La pressione che mio figlio doveva sopportare era tremenda dato che nelle sue mani c'era il destino e il futuro della A$AP Mob, un collettivo che doveva restare unito, cavalcare l'onda del successo e produrre delle hit. Inoltre, mi raccontava di sentirsi sempre più lontano dal gruppo di amici e creativi che aveva passato così tanto tempo a mettere e tenere insieme. Steven stava molto attento ai soldi; non ne ha mai avuti molti. A essere sincera, ho dovuto pagare le cure per la sua dipendenza con i soldi dell'assicurazione sanitaria del mio lavoro. E questo Steven lo sapeva bene. Con il passare del tempo, si stava sentendo sempre meno a suo agio a ricoprire il suo ruolo nella A$AP Mob. Era un business che stava iniziando a pesargli, sia a livello mentale che fisico. Non gli piaceva aver dovuto rendere quello che era un collettivo di amici in un'azienda chiamata A$AP Worldwide.
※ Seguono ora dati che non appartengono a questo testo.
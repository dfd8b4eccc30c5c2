use pcd_core::{config::SegmentationTuning, pointcloud::point::Point};

use super::{split_at_cuts, SegmentContext, SegmentationStrategy};
use crate::cluster::{sorted_by_x, Cluster};

/// Retry after an empty density pass: split along x at every gap wider than
/// a fraction of the x range.
#[derive(Debug, Clone)]
pub struct RangeGapStrategy {
    pub min_pts: usize,
    pub min_input: usize,
    pub gap_ratio: f64,
}

impl RangeGapStrategy {
    pub fn new(min_pts: usize, tuning: &SegmentationTuning) -> Self {
        Self {
            min_pts,
            min_input: tuning.fallback_min_points,
            gap_ratio: tuning.fallback_gap_ratio,
        }
    }
}

impl SegmentationStrategy for RangeGapStrategy {
    fn name(&self) -> &'static str {
        "range_gap"
    }

    fn segment(&self, points: &[Point], ctx: &mut SegmentContext) -> Option<Vec<Cluster>> {
        if !ctx.density_failed || points.len() <= self.min_input {
            return None;
        }

        let sorted = sorted_by_x(points);
        let range = sorted.last()?.x - sorted.first()?.x;
        let threshold = range * self.gap_ratio;
        let cuts: Vec<usize> = (1..sorted.len())
            .filter(|&i| sorted[i].x - sorted[i - 1].x > threshold)
            .collect();
        if cuts.is_empty() {
            return None;
        }

        let clusters: Vec<Cluster> = split_at_cuts(&sorted, &cuts)
            .into_iter()
            .filter(|segment| segment.len() >= self.min_pts)
            .map(Cluster::new)
            .collect();

        log::info!(
            "density clustering found nothing, range gaps give {} buildings",
            clusters.len()
        );
        (!clusters.is_empty()).then_some(clusters)
    }
}

#[cfg(test)]
mod tests {
    use super::*;
    use rand::{rngs::StdRng, SeedableRng};

    fn row(from: f64, n: usize, step: f64) -> Vec<Point> {
        (0..n).map(|i| Point::new(from + i as f64 * step, 0.0, 0.0)).collect()
    }

    fn strategy() -> RangeGapStrategy {
        RangeGapStrategy::new(10, &SegmentationTuning::default())
    }

    #[test]
    fn test_splits_after_density_failure() {
        let mut points = row(0.0, 60, 0.001);
        points.extend(row(0.5, 60, 0.001));
        let mut rng = StdRng::seed_from_u64(0);
        let mut ctx = SegmentContext::new(None, &mut rng);

        assert!(strategy().segment(&points, &mut ctx).is_none());

        ctx.density_failed = true;
        let clusters = strategy().segment(&points, &mut ctx).unwrap();
        assert_eq!(clusters.len(), 2);
        assert_eq!(clusters[0].len(), 60);
    }

    #[test]
    fn test_small_inputs_are_skipped() {
        let mut points = row(0.0, 40, 0.001);
        points.extend(row(0.5, 40, 0.001));
        let mut rng = StdRng::seed_from_u64(0);
        let mut ctx = SegmentContext::new(None, &mut rng);
        ctx.density_failed = true;

        assert!(strategy().segment(&points, &mut ctx).is_none());
    }

    #[test]
    fn test_segment_of_exactly_min_pts_is_kept() {
        let mut points = row(0.0, 100, 0.001);
        points.extend(row(0.5, 10, 0.001));
        let mut rng = StdRng::seed_from_u64(0);
        let mut ctx = SegmentContext::new(None, &mut rng);
        ctx.density_failed = true;

        let clusters = strategy().segment(&points, &mut ctx).unwrap();
        assert_eq!(clusters.len(), 2);
        assert_eq!(clusters[1].len(), 10);
    }
}
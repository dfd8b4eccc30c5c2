use pcd_core::pointcloud::point::Point;

use super::{SegmentContext, SegmentationStrategy};
use crate::cluster::{sorted_by_x, Cluster};

/// Cuts the x-sorted input into as many equal slices as buildings were
/// reported. Only active when more than one building is expected.
#[derive(Debug, Clone, Default)]
pub struct ForcedSplitStrategy;

impl SegmentationStrategy for ForcedSplitStrategy {
    fn name(&self) -> &'static str {
        "forced_split"
    }

    fn segment(&self, points: &[Point], ctx: &mut SegmentContext) -> Option<Vec<Cluster>> {
        let count = ctx.split_hint()?;
        let clusters = forced_split(points, count);
        log::debug!(
            "forced split: {} points into {} slices",
            points.len(),
            clusters.len()
        );
        (!clusters.is_empty()).then_some(clusters)
    }
}

/// `floor(n / count)` points per slice, the last slice taking the remainder.
/// With fewer points than slices the whole input is one cluster.
pub fn forced_split(points: &[Point], count: usize) -> Vec<Cluster> {
    if points.is_empty() || count == 0 {
        return Vec::new();
    }

    let sorted = sorted_by_x(points);
    let n = sorted.len();
    if n < count {
        return vec![Cluster::new(sorted)];
    }

    let per_slice = n / count;
    (0..count)
        .map(|i| {
            let start = i * per_slice;
            let end = if i + 1 == count { n } else { start + per_slice };
            Cluster::new(sorted[start..end].to_vec())
        })
        .collect()
}
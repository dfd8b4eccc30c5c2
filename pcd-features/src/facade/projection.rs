//! Window periodicity from façade point projections.
//!
//! Points are binned along the dominant horizontal axis and along z. Windows
//! show up as runs of under-populated bins between populated ones: runs on
//! the horizontal histogram are window columns, runs on the vertical one are
//! window rows.

use itertools::Itertools;
use pcd_core::pointcloud::{bounds::BoundingBox, point::Point};

use super::{FacadeAnalyzer, FacadePatterns};
use crate::types::{CellSize, GridSpacing, WindowGrid};

#[derive(Debug, Clone)]
pub struct ProjectionFacadeAnalyzer {
    pub bins: usize,
    /// Below this many points nothing is reported.
    pub min_points: usize,
    /// A bin is open when it holds less than this fraction of the reference
    /// (upper quartile) bin count.
    pub open_ratio: f64,
}

impl Default for ProjectionFacadeAnalyzer {
    fn default() -> Self {
        Self {
            bins: 24,
            min_points: 50,
            open_ratio: 0.85,
        }
    }
}

#[derive(Debug, Clone, Copy, PartialEq, Eq)]
struct Run {
    open: bool,
    len: usize,
}

struct Profile {
    histogram: Vec<usize>,
    runs: Vec<Run>,
    bin_width: f64,
}

impl Profile {
    fn openings(&self) -> usize {
        self.runs.iter().filter(|r| r.open).count()
    }

    fn mean_open_len(&self) -> f64 {
        mean(self.runs.iter().filter(|r| r.open).map(|r| r.len as f64)) * self.bin_width
    }

    /// Mean length of the solid runs that separate two openings.
    fn mean_gap_len(&self) -> f64 {
        let inner = self
            .runs
            .iter()
            .tuple_windows()
            .filter(|(before, run, after)| before.open && !run.open && after.open)
            .map(|(_, run, _)| run.len as f64);
        mean(inner) * self.bin_width
    }
}

impl ProjectionFacadeAnalyzer {
    fn profile(&self, values: impl Iterator<Item = f64>, min: f64, extent: f64) -> Profile {
        let mut histogram = vec![0usize; self.bins];
        for v in values {
            let index = if extent > 0.0 {
                ((v - min) * self.bins as f64 / extent).floor() as usize
            } else {
                0
            };
            histogram[index.min(self.bins - 1)] += 1;
        }

        let runs = self.runs(&histogram);
        Profile {
            histogram,
            runs,
            bin_width: if extent > 0.0 {
                extent / self.bins as f64
            } else {
                0.0
            },
        }
    }

    /// Runs of open and solid bins, without the open runs at either end.
    fn runs(&self, histogram: &[usize]) -> Vec<Run> {
        let mut sorted = histogram.to_vec();
        sorted.sort_unstable();
        let reference = sorted[(sorted.len() * 3 / 4).min(sorted.len() - 1)] as f64;
        let threshold = reference * self.open_ratio;

        let mut runs: Vec<Run> = histogram
            .iter()
            .map(|&count| (count as f64) < threshold)
            .dedup_with_count()
            .map(|(len, open)| Run { open, len })
            .collect();

        while runs.last().is_some_and(|r| r.open) {
            runs.pop();
        }
        let leading = runs.iter().take_while(|r| r.open).count();
        runs.drain(..leading);
        runs
    }
}

impl FacadeAnalyzer for ProjectionFacadeAnalyzer {
    fn analyze(&self, points: &[Point]) -> FacadePatterns {
        if points.len() < self.min_points || self.bins == 0 {
            return FacadePatterns {
                grid: None,
                symmetry: 0.0,
                complexity: 0.0,
            };
        }

        let bbox = BoundingBox::from_points(points);
        let horizontal = if bbox.width >= bbox.depth {
            self.profile(points.iter().map(|p| p.x), bbox.min.x, bbox.width)
        } else {
            self.profile(points.iter().map(|p| p.y), bbox.min.y, bbox.depth)
        };
        let vertical = self.profile(points.iter().map(|p| p.z), bbox.min.z, bbox.height);

        let cols = horizontal.openings();
        let rows = vertical.openings();
        let grid = (rows > 0 && cols > 0).then(|| WindowGrid {
            rows,
            cols,
            window_size: Some(CellSize {
                width: horizontal.mean_open_len(),
                height: vertical.mean_open_len(),
            }),
            spacing: Some(GridSpacing {
                horizontal: horizontal.mean_gap_len(),
                vertical: vertical.mean_gap_len(),
            }),
        });

        let run_lengths: Vec<f64> = horizontal
            .runs
            .iter()
            .chain(&vertical.runs)
            .map(|r| r.len as f64)
            .collect();

        FacadePatterns {
            grid,
            symmetry: mirror_symmetry(&horizontal.histogram),
            complexity: variation(&run_lengths).min(1.0),
        }
    }
}

/// `1 - sum|h[i] - h[n-1-i]| / sum(h[i] + h[n-1-i])`; 0 for an empty
/// histogram.
fn mirror_symmetry(histogram: &[usize]) -> f64 {
    let (difference, total) = histogram
        .iter()
        .zip(histogram.iter().rev())
        .fold((0.0, 0.0), |(d, t), (&a, &b)| {
            (d + (a as f64 - b as f64).abs(), t + (a + b) as f64)
        });
    if total > 0.0 {
        1.0 - difference / total
    } else {
        0.0
    }
}

/// Coefficient of variation; 0 for fewer than two values.
fn variation(values: &[f64]) -> f64 {
    if values.len() < 2 {
        return 0.0;
    }
    let m = mean(values.iter().copied());
    if m <= 0.0 {
        return 0.0;
    }
    let var = values.iter().map(|v| (v - m).powi(2)).sum::<f64>() / values.len() as f64;
    var.sqrt() / m
}

fn mean(values: impl Iterator<Item = f64>) -> f64 {
    let (sum, count) = values.fold((0.0, 0usize), |(s, c), v| (s + v, c + 1));
    if count == 0 {
        0.0
    } else {
        sum / count as f64
    }
}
Credo che le droghe che prendeva fossero un modo per decomprimere, rilassarsi.

Ora so che la lean, la sua droga preferita, è un misto di sciroppo per la tosse contenente codeina e una bibita a caso. Si chiama anche "purple drank," po" o "syrup." La codeina, un oppioide dagli effetti simili a quelli della morfina, è uno degli elementi chimici presenti nell'oppio al suo stato naturale. Viene usato per sopprimere medicalmente la tosse così come per curare leggeri e moderati dolori. Può anche causare euforia e alleviare lo stress. In altre parole, la codeina può anche essere usata per farsi. Sono venuta a sapere delle morti di DJ Screw e Pimp C, rispettivamente nel 2000 e nel 2007, entrambe a causa della lean. Mi sono chiesta se Steven lo sapesse, e perché questo sciroppo per la tosse fosse ancora sul mercato. La situazione non è così semplice, a quanto pare. Grazie alle mie conversazioni con il professor Hart, ho imparato che anche se è possibile morire di un'overdose di oppioidi e solo di oppioidi, è piuttosto raro che questo avvenga. La maggior parte delle morti legate agli oppioidi implicano l'uso di altre droghe. La combinazione di oppioidi con altri sedativi, ad esempio l'alcool o le benzodiazepine, è piuttosto pericolosa. L'esame tossicologico di Steven rivelò, come potevamo aspettarci, che non aveva ingerito solo codeina ma anche oxycodone (un oppioide) e alprazolam (una benzodiazepina). Sapeva quanto poteva essere pericoloso mescolare oppiodi e altri sedativi? Io, certamente, non lo sapevo. Anche se ci mettono a disagio, le comunicazioni pubbliche su droghe e salute dovrebbero essere più chiare e semplici nel sottolineare problemi reali invece di creare clamore attorno a conseguenze meno probabili. Vorrei una comunicazione basata su frasi semplici come, "Non mischiate oppioidi con altri sedativi!" Se fosse così, forse oggi mio figlio sarebbe ancora vivo. Per essere chiara, mi rendo conto che i genitori, me compresa, dovrebbero scoraggiare l'uso di droghe. Ma vorrei che sappiate che mio figlio voleva farsi, non voleva morire. E dato che questo vale per molti ragazzi e ragazze, che ci piaccia o no, dovremmo fare tutto quello che possiamo per tenerli al sicuro e in vita. È la cosa più umana da fare.